Domestic net revenues totaled $7.5 million in the three months ended March 31, 2008, compared to $8.4 million for the same period in 2007. Domestic net revenues decreased $900,000 primarily as a result of the loss of a significant client. Approximately 9% and 12% of the Company’s net revenues for the three months ended March 31, 2008 and 2007, respectively, resulted from merchandising services performed for clients at a leading domestic electronics chain. Services performed for these clients in that electronics chain also accounted for approximately 5% and 10% of the Company’s accounts receivable at March 31, 2008 and December 31, 2007, respectively. The Company’s contractual relationships or agreements are with various clients and not that retail electronics chain.
One client accounted for 7% and 6% of the Company’s net revenues for the three months ended March 31, 2008 and 2007, respectively. The client accounted for approximately 6% and 3% of the Company’s accounts receivable at March 31, 2008 and December 31, 2007, respectively.

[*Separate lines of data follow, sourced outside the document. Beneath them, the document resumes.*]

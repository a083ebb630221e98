//! Errors surfaced by the tree builder.
//!
//! Almost every malformed input is absorbed into a degraded tree and reported
//! as a [`crate::ParseIssue`]. Only the policies selected in
//! [`crate::ParseOptions`] turn a situation into an error.

/// A parse failure.
#[derive(Debug, Clone, PartialEq, Eq, thiserror::Error)]
pub enum ParseError {
    /// A closing tag appeared while the insertion point was the document
    /// root, under [`crate::UnbalancedClosePolicy::Reject`].
    #[error("closing tag `{tag}` at byte {position} has no open element to close")]
    UnbalancedClose {
        /// Raw text of the closing tag token.
        tag: String,
        /// Byte offset of the token in the input.
        position: usize,
        /// Index of the token in the token stream.
        token_index: usize,
    },
}
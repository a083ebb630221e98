//! Parser warnings with colored terminal output.
//!
//! Provides deduplication to avoid spamming the same warning multiple times.
//! Used by the tokenizer and tree builder to report malformed markup that was
//! absorbed into a degraded tree instead of failing the parse.

use std::collections::HashSet;
use std::sync::atomic::{AtomicBool, Ordering};
use std::sync::{Mutex, PoisonError};

use owo_colors::OwoColorize;

/// Global set of warnings we've already printed (to deduplicate)
static WARNED: Mutex<Option<HashSet<String>>> = Mutex::new(None);

/// Whether warnings reach stderr at all. Hosts embedding the parser usually
/// turn this off and read `ParseIssue`s instead.
static ENABLED: AtomicBool = AtomicBool::new(true);

/// Warn about recovered input (prints once per unique message)
///
/// Callers pass a message drawn from a fixed set, since every distinct
/// message is remembered for the life of the process.
///
/// # Example
/// ```ignore
/// warn_once("Tree Builder", "closing tag with no open element");
/// ```
pub fn warn_once(component: &str, message: &str) {
    if !warnings_enabled() {
        return;
    }

    let key = format!("[{component}] {message}");
    let should_print = WARNED
        .lock()
        .unwrap_or_else(PoisonError::into_inner)
        .get_or_insert_with(HashSet::new)
        .insert(key);

    if should_print {
        eprintln!("{}", format!("[sprig {component}] ⚠ {message}").yellow());
    }
}

/// Clear all recorded warnings (call before parsing an unrelated document)
pub fn clear_warnings() {
    let mut guard = WARNED.lock().unwrap_or_else(PoisonError::into_inner);
    if let Some(set) = guard.as_mut() {
        set.clear();
    }
}

/// Number of distinct warnings printed since the last [`clear_warnings`].
#[must_use]
pub fn warning_count() -> usize {
    WARNED
        .lock()
        .unwrap_or_else(PoisonError::into_inner)
        .as_ref()
        .map_or(0, HashSet::len)
}

/// Enable or disable printing of warnings to stderr.
pub fn set_warnings_enabled(enabled: bool) {
    ENABLED.store(enabled, Ordering::Relaxed);
}

/// Returns true if warnings are currently printed.
#[must_use]
pub fn warnings_enabled() -> bool {
    ENABLED.load(Ordering::Relaxed)
}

The loss of the ability to provide merchandising and marketing services in the above and/or other chains or the loss of this client or other clients could significantly decrease the Company’s revenues and could have a material adverse effect on the Company’s business, results of operations and financial condition.
Cost of Revenues
Cost of revenues consists of in-store labor and field management wages, related benefits, travel and other direct labor-related expenses. Cost of revenues was 71.5% of net revenues for the three months ended March 31, 2008 and 68.1% for the three months ended March 31, 2007. The increase in cost of revenues as a percent of net revenues of 3.4% is primarily a result of international operations.
19
SPAR Group, Inc.
Domestic cost of revenues was 67.4% of net revenues for the three months ended March 31, 2008 and 67.3% of net revenues for the three months ended March 31, 2007. In the first quarter of 2008, SPAR Management Services, Inc. (“SMS”), an affiliate of the Company, forgave $100,000 of debt owed by the Company for field management expenses. Excluding this transaction, domestic cost of revenue as a percent of net revenues was 68.7%, an increase of 1.4% directly attributed to a mix in higher cost project work in the quarter ended March 31, 2008 compared to the same period in 2007.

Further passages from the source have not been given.